I can list many gripes with Unix tools, but "awk bad" isn't on that list. It's a small language that solves a very specific problem, and does that surprisingly well. The syntax is about as simple as it gets – no idea how it's "terrible" or "impossible to remember", and it's certainly not "insane" as you seem to be suggesting.
It's fun to write your own tools! (Scratch your own itch and all that.)
It sounds like your "line" replicates a use of sed that I use all the time, printing a contiguous range of lines.
The example:
line file.txt 5 to 9
can be:
sed -n '5,9p' file.txt
You mention using awk, which totally works, but to me is much less ergonomic.
You don't explain what line's "--column" option does so I'm not sure what the equivalent of that might be. That might be where awk comes into its own ... :)
> [...] and printing lines between matching words
This is the same sed command as above, but using regular expressions for the address part:
sed -n '/^func doit/,/^}$/'
will print just the function called "doit" (in properly formatted go).
Could you (I mean "one") design a "friendlier" (or more "beginner friendly") user interface than sed presents? Yes, obviously (you did exactly that). But unlocking the power (or even just beginning to "unlock" the power) of the standard tools (sed, awk, grep, tr, cut, paste, find, xargs, ...) can get you a really long way. Of course, the initial problem is how to know that one of those tools can solve the problem you have in your head.
("Bonus" sed content: replace "head":
Instead of
head -n 5
do
sed 5q
To replace tail you need tac (or "tail -r", haha))
Idk, the amount of Unix that GNU and BSD accepted as a bare environment, the range is single purpose programs like tail and mini interpreters which are powerful but require a lot of skill. If I worked in system administration, and I HAD to use shell, I'd hold onto Awk for dear life. But I don't, so it's sort of this ancient swiss army knife.

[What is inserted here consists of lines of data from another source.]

//! Canonical entities shared by both platform adapters.
//!
//! Both adapters normalize their upstream schemas into these types; nothing
//! downstream of the adapters ever sees a platform-native payload. Authors
//! are always present; upstream records without one fall back to the
//! `unknown` sentinel because comment rendering assumes a real author.

use serde::{Deserialize, Serialize};

pub const UNKNOWN_USERNAME: &str = "unknown";
pub const UNKNOWN_DISPLAY_NAME: &str = "Unknown";

#[derive(Debug, Clone, PartialEq, Eq, Serialize, Deserialize)]
/// Repository identity resolved once per run and owned by the run context.
pub struct Repository {
    pub owner: String,
    pub name: String,
    pub default_branch: String,
}

impl Repository {
    pub fn slug(&self) -> String {
        format!("{}/{}", self.owner, self.name)
    }
}

#[derive(Debug, Clone, PartialEq, Eq, Serialize, Deserialize)]
/// The human (or bot) behind an event, comment, or review.
pub struct Actor {
    pub username: String,
    pub display_name: String,
}

impl Actor {
    pub fn new(username: impl Into<String>, display_name: impl Into<String>) -> Self {
        Self {
            username: username.into(),
            display_name: display_name.into(),
        }
    }

    /// Sentinel actor used when the upstream record carries no author.
    pub fn unknown() -> Self {
        Self::new(UNKNOWN_USERNAME, UNKNOWN_DISPLAY_NAME)
    }

    /// Builds an actor from optional upstream fields, falling back per part.
    pub fn from_parts(username: Option<String>, display_name: Option<String>) -> Self {
        let username = match username {
            Some(value) if !value.trim().is_empty() => value,
            _ => UNKNOWN_USERNAME.to_string(),
        };
        let display_name = match display_name {
            Some(value) if !value.trim().is_empty() => value,
            _ => UNKNOWN_DISPLAY_NAME.to_string(),
        };
        Self {
            username,
            display_name,
        }
    }
}

#[derive(Debug, Clone, PartialEq, Eq, Serialize, Deserialize)]
/// A normalized discussion comment. System/automated notes are excluded
/// before normalization reaches this type.
pub struct Comment {
    pub id: u64,
    pub body: String,
    pub author: Actor,
    pub created_at: String,
}

#[derive(Debug, Clone, PartialEq, Eq, Serialize, Deserialize)]
pub struct CommitAuthor {
    pub name: String,
    pub email: String,
}

impl CommitAuthor {
    pub fn from_parts(name: Option<String>, email: Option<String>) -> Self {
        Self {
            name: name
                .filter(|value| !value.trim().is_empty())
                .unwrap_or_else(|| UNKNOWN_USERNAME.to_string()),
            email: email.unwrap_or_default(),
        }
    }

    pub fn unknown() -> Self {
        Self::from_parts(None, None)
    }
}

#[derive(Debug, Clone, PartialEq, Eq, Serialize, Deserialize)]
pub struct Commit {
    pub sha: String,
    pub message: String,
    pub author: CommitAuthor,
}

#[derive(Debug, Clone, Copy, PartialEq, Eq, Serialize, Deserialize)]
#[serde(rename_all = "snake_case")]
/// Enumerates how a file changed within a merge request or branch diff.
pub enum ChangeType {
    Added,
    Removed,
    Renamed,
    Modified,
}

impl ChangeType {
    pub fn as_str(self) -> &'static str {
        match self {
            Self::Added => "added",
            Self::Removed => "removed",
            Self::Renamed => "renamed",
            Self::Modified => "modified",
        }
    }
}

#[derive(Debug, Clone, PartialEq, Eq, Serialize, Deserialize)]
pub struct FileChange {
    pub path: String,
    pub additions: u64,
    pub deletions: u64,
    pub change_type: ChangeType,
}

#[derive(Debug, Clone, PartialEq, Eq, Serialize, Deserialize)]
/// A path/line-anchored comment attached to a review.
pub struct ReviewComment {
    pub path: String,
    pub line: Option<u64>,
    pub body: String,
    pub author: Actor,
}

#[derive(Debug, Clone, PartialEq, Eq, Serialize, Deserialize)]
/// A code review. One platform cannot surface these; an empty review list
/// is a valid value, not an error.
pub struct Review {
    pub id: u64,
    pub author: Actor,
    pub body: String,
    pub state: String,
    pub submitted_at: String,
    pub comments: Vec<ReviewComment>,
}

#[derive(Debug, Clone, Copy, PartialEq, Eq, Serialize, Deserialize)]
#[serde(rename_all = "snake_case")]
pub enum EntityState {
    Open,
    Closed,
    Merged,
}

impl EntityState {
    pub fn as_str(self) -> &'static str {
        match self {
            Self::Open => "open",
            Self::Closed => "closed",
            Self::Merged => "merged",
        }
    }
}

#[derive(Debug, Clone, PartialEq, Eq, Serialize, Deserialize)]
pub struct Issue {
    pub number: u64,
    pub title: String,
    pub description: String,
    pub author: Actor,
    pub created_at: String,
    pub state: EntityState,
    pub comments: Vec<Comment>,
}

#[derive(Debug, Clone, PartialEq, Eq, Serialize, Deserialize)]
pub struct MergeRequest {
    pub number: u64,
    pub title: String,
    pub description: String,
    pub author: Actor,
    pub source_branch: String,
    pub target_branch: String,
    pub head_sha: String,
    pub created_at: String,
    pub additions: u64,
    pub deletions: u64,
    pub state: EntityState,
    pub commits: Vec<Commit>,
    pub files: Vec<FileChange>,
    pub comments: Vec<Comment>,
    pub reviews: Vec<Review>,
}

#[derive(Debug, Clone, Copy, PartialEq, Eq, Serialize, Deserialize)]
#[serde(rename_all = "snake_case")]
pub enum EntityKind {
    Issue,
    MergeRequest,
}

impl EntityKind {
    pub fn as_str(self) -> &'static str {
        match self {
            Self::Issue => "issue",
            Self::MergeRequest => "merge_request",
        }
    }

    pub fn is_issue(self) -> bool {
        matches!(self, Self::Issue)
    }
}

#[derive(Debug, Clone, PartialEq, Eq, Serialize, Deserialize)]
/// Exactly one of issue or merge request; a fetch that matches neither
/// fails before this value is constructed.
pub enum Entity {
    Issue(Issue),
    MergeRequest(MergeRequest),
}

impl Entity {
    pub fn kind(&self) -> EntityKind {
        match self {
            Self::Issue(_) => EntityKind::Issue,
            Self::MergeRequest(_) => EntityKind::MergeRequest,
        }
    }

    pub fn number(&self) -> u64 {
        match self {
            Self::Issue(issue) => issue.number,
            Self::MergeRequest(merge_request) => merge_request.number,
        }
    }

    pub fn title(&self) -> &str {
        match self {
            Self::Issue(issue) => &issue.title,
            Self::MergeRequest(merge_request) => &merge_request.title,
        }
    }

    pub fn description(&self) -> &str {
        match self {
            Self::Issue(issue) => &issue.description,
            Self::MergeRequest(merge_request) => &merge_request.description,
        }
    }

    pub fn comments(&self) -> &[Comment] {
        match self {
            Self::Issue(issue) => &issue.comments,
            Self::MergeRequest(merge_request) => &merge_request.comments,
        }
    }

    pub fn as_issue(&self) -> Option<&Issue> {
        match self {
            Self::Issue(issue) => Some(issue),
            Self::MergeRequest(_) => None,
        }
    }

    pub fn as_merge_request(&self) -> Option<&MergeRequest> {
        match self {
            Self::Issue(_) => None,
            Self::MergeRequest(merge_request) => Some(merge_request),
        }
    }
}

#[derive(Debug, Clone, PartialEq, Eq, Serialize, Deserialize)]
/// Normalized result of one run's data fetch.
pub struct RunData {
    pub repository: Repository,
    pub entity: Entity,
}

#[derive(Debug, Clone, PartialEq, Eq, Serialize, Deserialize)]
/// Result of comparing a working branch against its base.
pub struct BranchComparison {
    pub commits: Vec<Commit>,
    pub files: Vec<FileChange>,
}

impl BranchComparison {
    pub fn is_empty(&self) -> bool {
        self.commits.is_empty() && self.files.is_empty()
    }
}

#[derive(Debug, Clone, PartialEq, Eq, Serialize, Deserialize)]
/// Resolved branch triple for a run. `claude_branch` is set only when the
/// branch was created (or reused) specifically for this run, which is what
/// gates later cleanup.
pub struct BranchPlan {
    pub base_branch: String,
    pub current_branch: String,
    pub claude_branch: Option<String>,
}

You can use Nix (https://nixos.org/nix) to install these tools on any Mac/Linux machine (nix profile install nixpkgs#{bat, delta}). Disclaimer: I packaged some of these tools for Nix :)
This is brilliant and I'm totally stealing this. I dislike Ansible too much to encode a lot of my workflow in it, but a make file is a much better proposition.
I use spruce for many thing but it's ability to merge y'all files smartly is very useful. Think global yaml merged with one of [prod, staging, dev].yaml, merged with override.yaml creating a deployment yaml. https://github.com/geofffranks/spruce
A little late to the party, but if you ever need to do basily anything with dates, check out dateutils (https://github.com/hroptatyr/dateutils).
Amazing collection of commands.
Semantics, semantics. If you mosh into a system, you wouldn't also ssh into it. In that sense, the use of mosh replaces the use of ssh and mosh would be used in similar scenarios.
The neat thing about mosh is that it doesn't rely on ssh. All you need is a way to launch a process on a remote machine and securely transmit a shared key back to the client. ssh happens to be a useful way to do this, but it's not required
Curiously most of those tools implement things Emacs have since decades. Obligatory #define NOFLAME, I was and to a certain extent a unix guy but after having jumped the ship to Emacs I start seeing in practice many aspects of unix inferiority respect of classic systems, far beyond the Unix Haters Handbook.
File renaming? Dired do that and more than many modern tools, not only in mere editing (wdired-mode) but also in selecting what to edit (marking via regexp, narrowing, manually select files "killing" others etc) in a far more flexible than an unix CLI tool piped to an editor, results are the same of course, easiness it's at another level.
Narrowing/Fuzzy searching? Similarly from Helm to Counsel passing through consult, ido, ...
#endif // NOFLAME
Anyway I still use CLI daily simply because much inhabited to it and for certain things it's quick, and I use some of those tools but the interesting part is not much the tool (dangerously aliased sometimes to overwrite original ones because who remember their name?) but the trend: in the last decade I see a kind of resurgent interest in unix and FLOSS, many that in the past have said "ah, yes, nix are powerful but I need to work no time to learn, ..." in the last decades have started much using GNU/Linux even inside Windows and more and more are accustomed to nix model. Emacs itself seems to have seen a sort of resurgent popularity and that's make me think: did we need so much time to learn?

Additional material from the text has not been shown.